▶ [Problem]:
Output a verbatim copy of the data, cut off after the line that contains "use log::trace;".

Items from a data source:
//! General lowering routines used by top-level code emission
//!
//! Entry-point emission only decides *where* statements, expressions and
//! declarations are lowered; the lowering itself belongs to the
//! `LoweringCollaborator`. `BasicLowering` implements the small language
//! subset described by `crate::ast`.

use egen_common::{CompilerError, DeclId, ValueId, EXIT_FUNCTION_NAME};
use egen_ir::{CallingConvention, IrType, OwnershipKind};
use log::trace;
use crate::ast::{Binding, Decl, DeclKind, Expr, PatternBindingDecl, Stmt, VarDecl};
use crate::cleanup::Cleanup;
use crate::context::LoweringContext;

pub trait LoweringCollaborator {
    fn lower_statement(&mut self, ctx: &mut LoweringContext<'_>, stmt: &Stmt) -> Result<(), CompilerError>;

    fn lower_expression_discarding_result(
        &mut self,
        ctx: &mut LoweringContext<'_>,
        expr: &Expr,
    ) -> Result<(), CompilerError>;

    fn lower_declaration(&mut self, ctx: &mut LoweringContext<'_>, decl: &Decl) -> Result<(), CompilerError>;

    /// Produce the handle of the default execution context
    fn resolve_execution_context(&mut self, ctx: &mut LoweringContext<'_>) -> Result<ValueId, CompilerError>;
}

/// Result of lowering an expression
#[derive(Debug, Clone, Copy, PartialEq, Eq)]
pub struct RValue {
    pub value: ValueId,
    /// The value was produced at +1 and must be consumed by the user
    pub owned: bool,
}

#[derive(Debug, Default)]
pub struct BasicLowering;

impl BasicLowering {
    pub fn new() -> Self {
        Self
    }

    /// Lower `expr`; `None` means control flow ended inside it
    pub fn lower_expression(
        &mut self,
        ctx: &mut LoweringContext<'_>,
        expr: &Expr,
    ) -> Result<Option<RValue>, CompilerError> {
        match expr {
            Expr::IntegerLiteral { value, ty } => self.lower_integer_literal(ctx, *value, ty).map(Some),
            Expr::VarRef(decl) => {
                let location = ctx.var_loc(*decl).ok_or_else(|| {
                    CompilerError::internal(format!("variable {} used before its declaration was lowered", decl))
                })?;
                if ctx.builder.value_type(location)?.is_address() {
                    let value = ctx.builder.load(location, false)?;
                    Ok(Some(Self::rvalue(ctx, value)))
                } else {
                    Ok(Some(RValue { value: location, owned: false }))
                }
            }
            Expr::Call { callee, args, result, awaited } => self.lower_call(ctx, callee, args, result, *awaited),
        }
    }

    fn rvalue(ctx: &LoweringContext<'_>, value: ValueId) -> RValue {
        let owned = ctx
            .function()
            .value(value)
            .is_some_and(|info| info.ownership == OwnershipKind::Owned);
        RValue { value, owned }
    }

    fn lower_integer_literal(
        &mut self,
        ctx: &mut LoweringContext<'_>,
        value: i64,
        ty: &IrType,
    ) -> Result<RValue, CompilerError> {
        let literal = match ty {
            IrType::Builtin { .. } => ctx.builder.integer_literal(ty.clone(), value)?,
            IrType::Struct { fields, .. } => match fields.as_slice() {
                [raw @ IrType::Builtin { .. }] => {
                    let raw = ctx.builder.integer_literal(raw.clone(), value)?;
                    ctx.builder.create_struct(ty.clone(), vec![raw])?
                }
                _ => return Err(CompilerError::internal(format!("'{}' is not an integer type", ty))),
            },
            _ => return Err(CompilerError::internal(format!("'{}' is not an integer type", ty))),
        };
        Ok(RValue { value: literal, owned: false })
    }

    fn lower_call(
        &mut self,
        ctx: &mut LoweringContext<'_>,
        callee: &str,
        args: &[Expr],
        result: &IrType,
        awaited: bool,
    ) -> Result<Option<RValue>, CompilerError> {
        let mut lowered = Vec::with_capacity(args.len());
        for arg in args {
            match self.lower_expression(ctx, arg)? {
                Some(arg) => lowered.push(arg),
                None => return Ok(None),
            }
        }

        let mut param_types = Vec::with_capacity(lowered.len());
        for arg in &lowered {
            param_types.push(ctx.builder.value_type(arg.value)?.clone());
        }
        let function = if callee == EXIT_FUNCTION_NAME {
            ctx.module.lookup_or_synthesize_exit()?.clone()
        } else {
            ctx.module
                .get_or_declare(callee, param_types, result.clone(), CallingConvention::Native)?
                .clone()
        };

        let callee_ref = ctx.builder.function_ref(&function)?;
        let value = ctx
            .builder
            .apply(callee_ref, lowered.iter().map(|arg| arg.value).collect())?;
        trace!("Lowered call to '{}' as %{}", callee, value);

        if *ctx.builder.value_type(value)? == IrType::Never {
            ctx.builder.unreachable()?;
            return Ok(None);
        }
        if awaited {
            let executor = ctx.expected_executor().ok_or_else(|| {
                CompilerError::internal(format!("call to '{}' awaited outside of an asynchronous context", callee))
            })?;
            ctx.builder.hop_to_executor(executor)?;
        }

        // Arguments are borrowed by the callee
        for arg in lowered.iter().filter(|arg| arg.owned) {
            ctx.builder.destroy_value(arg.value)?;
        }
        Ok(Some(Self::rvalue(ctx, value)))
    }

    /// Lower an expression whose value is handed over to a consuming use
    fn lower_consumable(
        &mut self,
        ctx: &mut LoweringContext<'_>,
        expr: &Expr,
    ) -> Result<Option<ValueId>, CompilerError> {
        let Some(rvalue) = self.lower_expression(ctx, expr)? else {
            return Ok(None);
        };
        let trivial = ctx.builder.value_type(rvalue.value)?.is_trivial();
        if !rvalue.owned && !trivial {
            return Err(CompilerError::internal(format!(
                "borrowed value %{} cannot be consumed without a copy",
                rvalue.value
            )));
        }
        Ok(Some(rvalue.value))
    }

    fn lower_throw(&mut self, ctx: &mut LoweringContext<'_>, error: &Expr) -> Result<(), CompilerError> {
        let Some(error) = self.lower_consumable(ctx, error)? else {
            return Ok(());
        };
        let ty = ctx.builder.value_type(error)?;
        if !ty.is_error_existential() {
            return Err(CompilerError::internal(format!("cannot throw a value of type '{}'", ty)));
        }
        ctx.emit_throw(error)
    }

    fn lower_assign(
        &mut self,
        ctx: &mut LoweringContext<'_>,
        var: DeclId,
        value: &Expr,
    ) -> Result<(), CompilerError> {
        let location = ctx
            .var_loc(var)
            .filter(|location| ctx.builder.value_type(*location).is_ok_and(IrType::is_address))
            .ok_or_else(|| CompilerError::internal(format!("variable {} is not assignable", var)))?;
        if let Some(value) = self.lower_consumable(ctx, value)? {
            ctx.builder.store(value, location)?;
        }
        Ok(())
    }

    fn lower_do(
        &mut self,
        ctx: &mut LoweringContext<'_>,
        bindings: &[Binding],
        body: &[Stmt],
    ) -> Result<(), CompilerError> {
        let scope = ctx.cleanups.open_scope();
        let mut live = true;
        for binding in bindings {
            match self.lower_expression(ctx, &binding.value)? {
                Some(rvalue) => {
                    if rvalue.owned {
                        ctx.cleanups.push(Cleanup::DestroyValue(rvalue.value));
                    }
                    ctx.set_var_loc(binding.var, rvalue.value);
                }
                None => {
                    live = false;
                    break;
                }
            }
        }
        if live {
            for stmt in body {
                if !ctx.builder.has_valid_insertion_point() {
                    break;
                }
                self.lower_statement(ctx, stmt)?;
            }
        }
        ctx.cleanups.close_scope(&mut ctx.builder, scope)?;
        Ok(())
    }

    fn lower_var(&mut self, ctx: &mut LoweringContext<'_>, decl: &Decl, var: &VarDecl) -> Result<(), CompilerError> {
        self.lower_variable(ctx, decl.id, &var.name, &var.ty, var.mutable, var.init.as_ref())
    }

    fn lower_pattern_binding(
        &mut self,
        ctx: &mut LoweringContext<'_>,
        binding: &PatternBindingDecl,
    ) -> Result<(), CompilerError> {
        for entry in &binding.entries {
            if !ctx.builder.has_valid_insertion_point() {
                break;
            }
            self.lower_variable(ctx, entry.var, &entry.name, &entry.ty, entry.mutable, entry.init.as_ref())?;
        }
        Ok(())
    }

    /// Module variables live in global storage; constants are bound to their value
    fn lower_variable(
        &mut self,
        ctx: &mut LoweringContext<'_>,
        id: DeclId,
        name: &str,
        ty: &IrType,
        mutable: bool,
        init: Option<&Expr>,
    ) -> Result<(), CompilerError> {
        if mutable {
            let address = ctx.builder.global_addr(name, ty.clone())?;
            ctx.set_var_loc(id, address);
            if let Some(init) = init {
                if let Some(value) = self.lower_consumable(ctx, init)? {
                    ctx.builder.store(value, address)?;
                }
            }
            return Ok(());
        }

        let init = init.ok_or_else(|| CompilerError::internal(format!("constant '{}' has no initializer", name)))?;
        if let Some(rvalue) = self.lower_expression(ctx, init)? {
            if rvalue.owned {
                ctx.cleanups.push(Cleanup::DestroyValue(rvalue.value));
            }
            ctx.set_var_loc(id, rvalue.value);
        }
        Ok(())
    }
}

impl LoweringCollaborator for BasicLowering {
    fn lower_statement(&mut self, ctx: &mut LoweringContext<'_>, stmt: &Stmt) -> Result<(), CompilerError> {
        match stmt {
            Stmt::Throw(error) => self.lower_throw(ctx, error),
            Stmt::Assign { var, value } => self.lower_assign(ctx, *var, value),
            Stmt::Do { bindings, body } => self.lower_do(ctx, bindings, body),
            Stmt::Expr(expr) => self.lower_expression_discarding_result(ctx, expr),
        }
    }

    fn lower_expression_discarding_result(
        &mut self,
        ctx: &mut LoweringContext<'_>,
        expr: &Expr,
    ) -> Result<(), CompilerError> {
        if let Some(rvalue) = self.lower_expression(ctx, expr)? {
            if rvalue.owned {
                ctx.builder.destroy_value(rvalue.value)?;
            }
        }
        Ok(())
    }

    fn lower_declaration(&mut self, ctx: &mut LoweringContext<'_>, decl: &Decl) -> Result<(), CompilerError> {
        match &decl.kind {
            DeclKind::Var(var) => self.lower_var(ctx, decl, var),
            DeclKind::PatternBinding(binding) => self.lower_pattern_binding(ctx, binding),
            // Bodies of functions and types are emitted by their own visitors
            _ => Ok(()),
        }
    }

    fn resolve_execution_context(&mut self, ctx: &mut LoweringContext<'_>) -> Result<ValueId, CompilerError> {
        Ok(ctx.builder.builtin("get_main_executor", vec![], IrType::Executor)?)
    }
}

▶ [Reply to the exercise]:
//! General lowering routines used by top-level code emission
//!
//! Entry-point emission only decides *where* statements, expressions and
//! declarations are lowered; the lowering itself belongs to the
//! `LoweringCollaborator`. `BasicLowering` implements the small language
//! subset described by `crate::ast`.

use egen_common::{CompilerError, DeclId, ValueId, EXIT_FUNCTION_NAME};
use egen_ir::{CallingConvention, IrType, OwnershipKind};
use log::trace;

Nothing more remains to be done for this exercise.